Foundation-model triage in the emergency department: a stepped-wedge trial

Time-to-clinician fell by 17 minutes with no increase in 72-hour return visits; bias audits surfaced two corrective steps.

Dr. Noor Habibi, MD

Clinical Informatics · ORCID 0000-0002-30123-456X

Medically reviewed by Dr. Eleanor Park · Last reviewed Apr 21, 2026 · 14 min read

Clinical overview · AI-assisted synthesis

Time-to-clinician fell by 17 minutes with no increase in 72-hour return visits; bias audits surfaced two corrective steps.

AIemergency medicinetriagebias auditstepped-wedge

Key clinical takeaways

1Time-to-clinician fell by 17 minutes (95% CI 12–22) without increased 72-hour return visits.
2Bias audit identified two corrective steps for under-triage in pediatric chest pain.
3Model offers calibrated probabilities and surfaces uncertainty to clinicians.

Evidence panel

GRADE B — Moderate

Study design

Stepped-wedge cluster trial

Participants

84,210

Studies pooled

Last synthesis

2026-04-21

Certainty: Moderate — single health system; external validation pending.
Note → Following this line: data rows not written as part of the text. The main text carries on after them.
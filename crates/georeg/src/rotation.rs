//! Coarse relative-rotation estimate between the matched images.
//!
//! For every pair of correspondences the segment joining the two points
//! has an orientation in each image; the per-pair orientation difference
//! votes into a circular histogram. A dominant histogram peak gives the
//! rotation of the match image relative to the reference. The estimate is
//! diagnostic only and never feeds back into the fitted transform.

use crate::matching::Correspondence;

const NUM_BINS: usize = 180;

/// Binomial smoothing kernel, normalized to 1.
const KERNEL: [f64; 5] = [
    1.0 / 16.0,
    4.0 / 16.0,
    6.0 / 16.0,
    4.0 / 16.0,
    1.0 / 16.0,
];

/// Peak acceptance: the runner-up bin must hold at most this fraction of
/// the peak vote.
const PEAK_DOMINANCE: f64 = 0.9;

/// Estimate the relative rotation in degrees, if a single rotation
/// dominates. Returns `None` for ambiguous or tiny inputs.
pub fn estimate_relative_rotation(pairs: &[Correspondence]) -> Option<f64> {
    if pairs.len() < 3 {
        return None;
    }

    let mut hist = [0.0f64; NUM_BINS];
    let tau = std::f64::consts::TAU;
    for i in 0..pairs.len() {
        for j in (i + 1)..pairs.len() {
            let ref_angle = segment_angle(pairs[i].reference, pairs[j].reference);
            let match_angle = segment_angle(pairs[i].matched, pairs[j].matched);
            let (ref_angle, match_angle) = match (ref_angle, match_angle) {
                (Some(r), Some(m)) => (r, m),
                _ => continue,
            };
            let diff = (match_angle - ref_angle).rem_euclid(tau);
            let bin = ((diff / tau) * NUM_BINS as f64) as usize % NUM_BINS;
            hist[bin] += 1.0;
        }
    }

    let smoothed = smooth_circular(&hist);
    let peak = find_dominant_peak(&smoothed)?;
    Some(peak as f64 * (360.0 / NUM_BINS as f64))
}

fn segment_angle(a: [f64; 2], b: [f64; 2]) -> Option<f64> {
    let dx = b[0] - a[0];
    let dy = b[1] - a[1];
    if dx == 0.0 && dy == 0.0 {
        return None;
    }
    Some(dy.atan2(dx))
}

/// Convolve the histogram with the binomial kernel, wrapping at the ends.
fn smooth_circular(hist: &[f64; NUM_BINS]) -> [f64; NUM_BINS] {
    let mut out = [0.0f64; NUM_BINS];
    for (i, slot) in out.iter_mut().enumerate() {
        for (k, &w) in KERNEL.iter().enumerate() {
            let src = (i + NUM_BINS + k - KERNEL.len() / 2) % NUM_BINS;
            *slot += w * hist[src];
        }
    }
    out
}

/// Index of the histogram maximum, if it clearly beats the runner-up.
fn find_dominant_peak(hist: &[f64; NUM_BINS]) -> Option<usize> {
    let mut best = 0usize;
    for i in 1..NUM_BINS {
        if hist[i] > hist[best] {
            best = i;
        }
    }
    if hist[best] <= 0.0 {
        return None;
    }

    // Runner-up outside the peak's smoothing footprint.
    let mut second = 0.0f64;
    for (i, &v) in hist.iter().enumerate() {
        let dist = circular_distance(i, best);
        if dist > KERNEL.len() / 2 && v > second {
            second = v;
        }
    }
    if second <= PEAK_DOMINANCE * hist[best] {
        Some(best)
    } else {
        None
    }
}

fn circular_distance(a: usize, b: usize) -> usize {
    let d = a.abs_diff(b);
    d.min(NUM_BINS - d)
}

#[cfg(test)]
mod tests {
    use super::*;
    use approx::assert_relative_eq;

    fn rotated_pairs(degrees: f64, n: usize) -> Vec<Correspondence> {
        let theta = degrees.to_radians();
        let (sin, cos) = theta.sin_cos();
        (0..n)
            .map(|i| {
                let x = (i % 7) as f64 * 13.0 + (i / 7) as f64 * 3.0;
                let y = (i / 7) as f64 * 17.0 + (i % 7) as f64 * 5.0;
                Correspondence {
                    reference: [x, y],
                    matched: [cos * x - sin * y, sin * x + cos * y],
                }
            })
            .collect()
    }

    #[test]
    fn recovers_a_pure_rotation() {
        let rot = estimate_relative_rotation(&rotated_pairs(30.0, 25)).unwrap();
        assert_relative_eq!(rot, 30.0, epsilon = 2.0);
    }

    #[test]
    fn identity_alignment_reads_as_zero() {
        let rot = estimate_relative_rotation(&rotated_pairs(0.0, 25)).unwrap();
        assert_relative_eq!(rot, 0.0, epsilon = 2.0);
    }

    #[test]
    fn ambiguous_votes_give_no_estimate() {
        // Half the pairs agree on 0 degrees, half on 90: two equal peaks,
        // so neither dominates. Cross-pair votes scatter across bins.
        let mut pairs = rotated_pairs(0.0, 10);
        pairs.extend(rotated_pairs(90.0, 10));
        assert_eq!(estimate_relative_rotation(&pairs), None);
    }

    #[test]
    fn tiny_inputs_give_no_estimate() {
        assert_eq!(estimate_relative_rotation(&rotated_pairs(10.0, 2)), None);
    }
}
AI synthesis model: TICH-Synthesis v3.1

· Dr. Eleanor Park — Clinical informatics review

Abstract

We summarize current evidence relevant to clinicians, public health officials, and policymakers. Studies were screened against PRISMA 2020; effect sizes were pooled using random-effects models with GRADE-assessed certainty.

Background

Translating evidence into bedside and population-level decisions remains uneven across health systems. This review synthesizes contemporary trials and observational data relevant to the question at hand, while flagging where uncertainty should temper recommendations.

Methods

We searched MEDLINE, Embase, the Cochrane Library, and ClinicalTrials.gov through May 2026. Two reviewers independently screened records and extracted data. Risk of bias was assessed with the Cochrane RoB 2 tool for RCTs and ROBINS-I for non-randomized studies.

Key findings

Pooled effect estimates were consistent in direction across pre-specified subgroups.
Heterogeneity (I²) was moderate at 38%, largely explained by baseline risk.
Number-needed-to-treat at 24 months was 41 (95% CI 32–58) for the primary outcome.

Clinical implications

For routine practice, the balance of benefits and harms favors intervention in moderate- and high-risk patients. Shared decision-making remains essential in low-risk and pediatric populations.

Limitations

Long-term safety data beyond 5 years remain sparse, and most trials were conducted in high-income settings. Generalizability to LMIC populations should be inferred with care.

Frequently asked clinical questions

Was the model safe across demographic groups?

Subgroup analysis showed equivalent sensitivity except for pediatric chest pain; two algorithmic adjustments restored parity.

References

Okonkwo A, et al. Cardiometabolic outcomes in incretin therapy. NEJM. 2025.
Raman P, et al. Wastewater nowcasting. Lancet Public Health. 2026.
Asare K, et al. Pharmacist-led stewardship. BMJ. 2024.